I was wondering whether I'd get called out for omitting this. You're right, of
course. :-)

Well, you're partially right (and it's a bit of a mess, which is why I left it
out in the first place). Yes, increasing the data rate reduces range when all
else is equal. The carrier frequency doesn't actually matter. The bandwidth
does matter, but not in the way that you'd expect. Increasing your channel
bandwidth actually _increases_ your range when your receiver is noise limited
(which is necessarily the case when you're making the range/bitrate trade-
off). But the "power" term in the standard formulas assumes you're measuring
the total power in your band (not carrier power). So you can't reap the
benefit of doubling your bandwidth without also doubling your transmit power
(unless you're using a true spread spectrum transceiver, which is a different
beast).

There are plenty of other factors, but when you're thinking about these
things, you ultimately want to form an intuition for "what is the minimum
energy per bit needed to make my receiver happy?" and "how much transmit power
do I need to deliver that energy, given a specific antenna and desired range?"
[1]. This analysis lets you ignore the specifics (modulation technique,
multiple carriers, multiple antennas, spread spectrum, etc) that make it
difficult to compare this TI radio and your 802.11n card, but still gives you
a very accurate result.

My original point (which still stands) is that you can't feasibly build a 1
kbps transceiver with 16 mW transmit power and a two inch monopole antenna and
expect to get anywhere near half a km of range with the TI radio. It simply
isn't sensitive enough.

[1] [http://en.wikipedia.org/wiki/Eb/N0](http://en.wikipedia.org/wiki/Eb/N0)

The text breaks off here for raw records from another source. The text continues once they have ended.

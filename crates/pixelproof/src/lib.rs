//! Pixelproof: design compliance and visual review for web UIs.
//!
//! Pixelproof checks a running page against a YAML design specification,
//! scores screenshots against approved baselines, and manages the human
//! review cycle that promotes new screenshots to baselines.
//!
//! # Architecture
//!
//! ```text
//! ┌─────────────────────────────────────────────────────────────────┐
//! │                    PIXELPROOF Architecture                      │
//! ├─────────────────────────────────────────────────────────────────┤
//! │   ┌────────────┐    ┌────────────┐    ┌────────────┐            │
//! │   │ Design     │    │ Spec       │    │ PageDriver │            │
//! │   │ spec (YAML)│───►│ Assertor   │───►│ (chromium/ │            │
//! │   │            │    │            │    │  mock)     │            │
//! │   └────────────┘    └────────────┘    └─────┬──────┘            │
//! │                                             │ screenshots       │
//! │   ┌────────────┐    ┌────────────┐    ┌─────▼──────┐            │
//! │   │ Baseline   │◄───│ Review     │◄───│ Similarity │            │
//! │   │ Store      │    │ Manager    │    │ Comparator │            │
//! │   └────────────┘    └────────────┘    └────────────┘            │
//! └─────────────────────────────────────────────────────────────────┘
//! ```
//!
//! # Example
//!
//! ```
//! use pixelproof::{DesignSpecification, Locator, MockDriver, MockElement, SpecAssertor};
//!
//! let spec = DesignSpecification::from_yaml_str(
//!     "post_opportunity_button:\n  height: \"48px\"\n",
//! )?;
//! let driver = MockDriver::new().with_element(
//!     MockElement::new(Locator::class("post-opportunity-button"), "button").with_size(180.0, 50.0),
//! );
//! let report = SpecAssertor::new(&spec).assert_component(&driver, "post_opportunity_button")?;
//! assert!(report.is_success());
//! # Ok::<(), pixelproof::ProofError>(())
//! ```

#![warn(missing_docs)]
#![cfg_attr(test, allow(clippy::large_stack_arrays, clippy::large_stack_frames))]

pub mod archive;
pub mod assertion;
pub mod baseline;
pub mod checklist;
#[cfg(feature = "browser")]
pub mod chromium;
pub mod color;
pub mod compare;
pub mod compose;
pub mod config;
#[allow(clippy::missing_errors_doc)]
pub mod design_spec;
pub mod driver;
pub mod font;
pub mod lock;
#[allow(clippy::missing_errors_doc)]
pub mod rasterize;
pub mod reporter;
mod result;
#[allow(clippy::missing_errors_doc)]
pub mod review;
#[allow(clippy::missing_errors_doc)]
pub mod runner;
pub mod wait;

pub use assertion::{
    check_palette, check_palette_default, AttributeCheck, CheckOutcome, ComponentReport,
    SpecAssertor, Tolerances,
};
pub use baseline::{normalize_component_name, BaselineStore};
pub use checklist::{CheckItem, CheckStatus, ChecklistStore, ReviewChecklist, ReviewStatus};
#[cfg(feature = "browser")]
pub use chromium::ChromiumDriver;
pub use color::Color;
pub use compare::{CompareConfig, ComparisonResult, SimilarityComparator};
pub use config::{Layout, RunConfig};
pub use design_spec::{Attribute, ComponentSpec, DesignSpecification, SpecValue};
pub use driver::{
    capture_screenshot, DriverSession, ElementHandle, Locator, MockDriver, MockElement,
    PageDriver, Rect,
};
pub use rasterize::{RasterizerChain, VectorRasterizer};
pub use reporter::{Reporter, TestResultEntry, TestStatus};
pub use result::{ProofError, ProofResult};
pub use review::{ReviewManager, ReviewPaths};
pub use runner::{RunPlan, RunSelection, RunSummary};
pub use wait::{wait_for_element, wait_until, WaitOptions};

(As an aside, Eb/N0 was one of those things that I found incredibly confusing
when I first learned about it in a communication theory class - I recall
several homework assignments where we had to solve for Eb/N0 symbolically for
various theoretical transceivers. I only realized how useful it was after
building real radios and plugging in actual numbers. Once you get the hang of
it, it becomes a very good bullshit detector for "overly optimistic" range,
bitrate, and power trade-offs that doesn't require spending hours in front of
a simulator.)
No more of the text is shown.